Gli studiosi della poesia provenzale sono pressoché tutti concordi nel riconoscere che molti dei Canzonieri, la prima forma antologica della poesia volgare, siano stati redatti, conservati, trascritti e diffusi, in Veneto, alle corti degli Este, dei Da Romano e dei da Tempesta, tra Verona, Padova, Treviso e Venezia con alcune importanti eccezioni di matrice bolognese, per la presenza e della più antica università italiana e di Re Enzo, figlio di Federico II, trovatore, lì prigioniero. L’Alba è una delle forme di questa poesia, forse per noi la più curiosa.

Musica medievale

L’ALBA, una forma originale di poesia dei trovatori provenzali (XI-XIII secolo)

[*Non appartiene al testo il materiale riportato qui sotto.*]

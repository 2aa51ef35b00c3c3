//! Concrete design variables: surface curvature, axial spacing, and
//! closure-backed parameters.
use crate::{
    optics::element::Element,
    optimization::{
        errors::{OptError, OptResult},
        merit::traits::Parameter,
    },
    system::system::System,
};

/// Which node of a system a parameter addresses.
#[derive(Debug, Clone, Copy, PartialEq, Eq)]
pub enum Target {
    /// Index into `System::elements`.
    Element(usize),
    Image,
}

impl Target {
    pub(crate) fn element<'s>(&self, name: &str, system: &'s System) -> OptResult<&'s Element> {
        match *self {
            Target::Element(index) => system.elements().get(index).ok_or_else(|| {
                OptError::TargetOutOfRange {
                    name: name.to_string(),
                    index,
                    len: system.elements().len(),
                }
            }),
            Target::Image => Ok(&system.image),
        }
    }

    fn element_mut<'s>(&self, name: &str, system: &'s mut System) -> OptResult<&'s mut Element> {
        match *self {
            Target::Element(index) => {
                let len = system.elements().len();
                system.elements_mut().get_mut(index).ok_or_else(|| OptError::TargetOutOfRange {
                    name: name.to_string(),
                    index,
                    len,
                })
            }
            Target::Image => Ok(&mut system.image),
        }
    }
}

fn check_scale(name: &str, value: f64) -> OptResult<()> {
    if value.is_finite() && value > 0.0 {
        Ok(())
    } else {
        Err(OptError::InvalidScale { name: name.to_string(), value })
    }
}

fn check_value(name: &str, value: f64) -> OptResult<()> {
    if value.is_finite() {
        Ok(())
    } else {
        Err(OptError::InvalidParameterValue { name: name.to_string(), value })
    }
}

/// Curvature of the optic of one element.
#[derive(Debug, Clone, PartialEq)]
pub struct Curvature {
    name: String,
    target: Target,
    bounds: (Option<f64>, Option<f64>),
    scale: f64,
}

impl Curvature {
    pub fn new(element: usize) -> Self {
        Self {
            name: format!("curvature[{element}]"),
            target: Target::Element(element),
            bounds: (None, None),
            scale: 1.0,
        }
    }

    pub fn with_bounds(mut self, lower: Option<f64>, upper: Option<f64>) -> Self {
        self.bounds = (lower, upper);
        self
    }

    pub fn with_scale(mut self, scale: f64) -> Self {
        self.scale = scale;
        self
    }
}

impl Parameter for Curvature {
    fn name(&self) -> &str {
        &self.name
    }

    fn get_value(&self, system: &System) -> OptResult<f64> {
        Ok(self.target.element(&self.name, system)?.curvature())
    }

    fn set_value(&self, system: &mut System, value: f64) -> OptResult<()> {
        check_value(&self.name, value)?;
        self.target.element_mut(&self.name, system)?.set_curvature(value);
        Ok(())
    }

    fn bounds(&self) -> (Option<f64>, Option<f64>) {
        self.bounds
    }

    fn scale(&self) -> f64 {
        self.scale
    }

    fn check(&self, system: &System) -> OptResult<()> {
        check_scale(&self.name, self.scale)?;
        self.target.element(&self.name, system).map(|_| ())
    }
}

/// Axial distance from the previous node to the target's vertex, i.e. the
/// `z` component of its origin.
#[derive(Debug, Clone, PartialEq)]
pub struct Spacing {
    name: String,
    target: Target,
    bounds: (Option<f64>, Option<f64>),
    scale: f64,
}

impl Spacing {
    pub fn new(target: Target) -> Self {
        let name = match target {
            Target::Element(i) => format!("spacing[{i}]"),
            Target::Image => "spacing[image]".to_string(),
        };
        Self { name, target, bounds: (None, None), scale: 1.0 }
    }

    pub fn with_bounds(mut self, lower: Option<f64>, upper: Option<f64>) -> Self {
        self.bounds = (lower, upper);
        self
    }

    pub fn with_scale(mut self, scale: f64) -> Self {
        self.scale = scale;
        self
    }

    pub fn target(&self) -> Target {
        self.target
    }
}

impl Parameter for Spacing {
    fn name(&self) -> &str {
        &self.name
    }

    fn get_value(&self, system: &System) -> OptResult<f64> {
        Ok(self.target.element(&self.name, system)?.origin[2])
    }

    fn set_value(&self, system: &mut System, value: f64) -> OptResult<()> {
        check_value(&self.name, value)?;
        self.target.element_mut(&self.name, system)?.origin[2] = value;
        Ok(())
    }

    fn bounds(&self) -> (Option<f64>, Option<f64>) {
        self.bounds
    }

    fn scale(&self) -> f64 {
        self.scale
    }

    fn check(&self, system: &System) -> OptResult<()> {
        check_scale(&self.name, self.scale)?;
        self.target.element(&self.name, system).map(|_| ())
    }
}

type Getter = Box<dyn Fn(&System) -> f64>;
type Setter = Box<dyn Fn(&mut System, f64)>;

/// Parameter backed by a getter/setter closure pair, for anything the
/// concrete parameters do not cover (tilts, object distance, glass indices).
pub struct FnParameter {
    name: String,
    get: Getter,
    set: Setter,
    bounds: (Option<f64>, Option<f64>),
    scale: f64,
}

impl FnParameter {
    pub fn new(
        name: impl Into<String>, get: impl Fn(&System) -> f64 + 'static,
        set: impl Fn(&mut System, f64) + 'static,
    ) -> Self {
        Self {
            name: name.into(),
            get: Box::new(get),
            set: Box::new(set),
            bounds: (None, None),
            scale: 1.0,
        }
    }

    pub fn with_bounds(mut self, lower: Option<f64>, upper: Option<f64>) -> Self {
        self.bounds = (lower, upper);
        self
    }

    pub fn with_scale(mut self, scale: f64) -> Self {
        self.scale = scale;
        self
    }
}

impl std::fmt::Debug for FnParameter {
    fn fmt(&self, f: &mut std::fmt::Formatter<'_>) -> std::fmt::Result {
        f.debug_struct("FnParameter")
            .field("name", &self.name)
            .field("bounds", &self.bounds)
            .field("scale", &self.scale)
            .finish_non_exhaustive()
    }
}

impl Parameter for FnParameter {
    fn name(&self) -> &str {
        &self.name
    }

    fn get_value(&self, system: &System) -> OptResult<f64> {
        let value = (self.get)(system);
        check_value(&self.name, value)?;
        Ok(value)
    }

    fn set_value(&self, system: &mut System, value: f64) -> OptResult<()> {
        check_value(&self.name, value)?;
        (self.set)(system, value);
        Ok(())
    }

    fn bounds(&self) -> (Option<f64>, Option<f64>) {
        self.bounds
    }

    fn scale(&self) -> f64 {
        self.scale
    }

    fn check(&self, system: &System) -> OptResult<()> {
        check_scale(&self.name, self.scale)?;
        self.get_value(system).map(|_| ())
    }
}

L’Alba (aube) è una forma di composizione dei poeti provenzali la più curiosa e insieme la più divertente, l’unica forma in cui la fin’amor può trovare una realizzazione non platonica: racconta del momento in cui i due amanti, trascorsa una notte vuoi di passione vuoi di seduzione, sono costretti al distacco, e, si potrebbe dire, alla fuga, per evitare le ire del marito tradito, un vilan, e gli sguardi indiscreti dei maldicenti, i lausengiers (i gelosi rivali). Ed è il canto del gallo, non del tutto inusuale riferimento ai vangeli, a segnare il distacco oppure, talvolta, il gorgeggio dell’usignolo. Quindi l’alba rappresenta per gli amanti anche un momento drammatico o, più genericamente, patetico perché li riporta alla realtà o alla costrizione, e all’abbandono di quello spazio di libertà che nell’incontro si erano potuti concedere. E in questo ‘risveglio’ ci vuole una complicità: la guaita, una sentinella che avverta gli amanti che il loro incontro deve finire. Ma quello che oggi può sembrare lontano da una comprensione immediata sono: la componente musicale delle Albe, cioè i riferimenti a melodie della tradizione liturgica cristiana per la Canzone dell’Alba, e i riferimenti sacri che spesso vi compaiono, specie, ma non solo, per l’aspetto musicale, come ci rivela uno studio di Antoni Rossel dell’Università di Barcellona dal titolo L’intermélodicité comme mémoire dans le répertoire de la lyrique médiévale. (1) Non dobbiamo dimenticare che la musica era parte integrante di ogni testo trobadorico, a differenza della lirica successiva, e che la memoria musicale nel medio evo era o sacra o tabernaria e aiutava il trovatore nel rapporto con il suo pubblico.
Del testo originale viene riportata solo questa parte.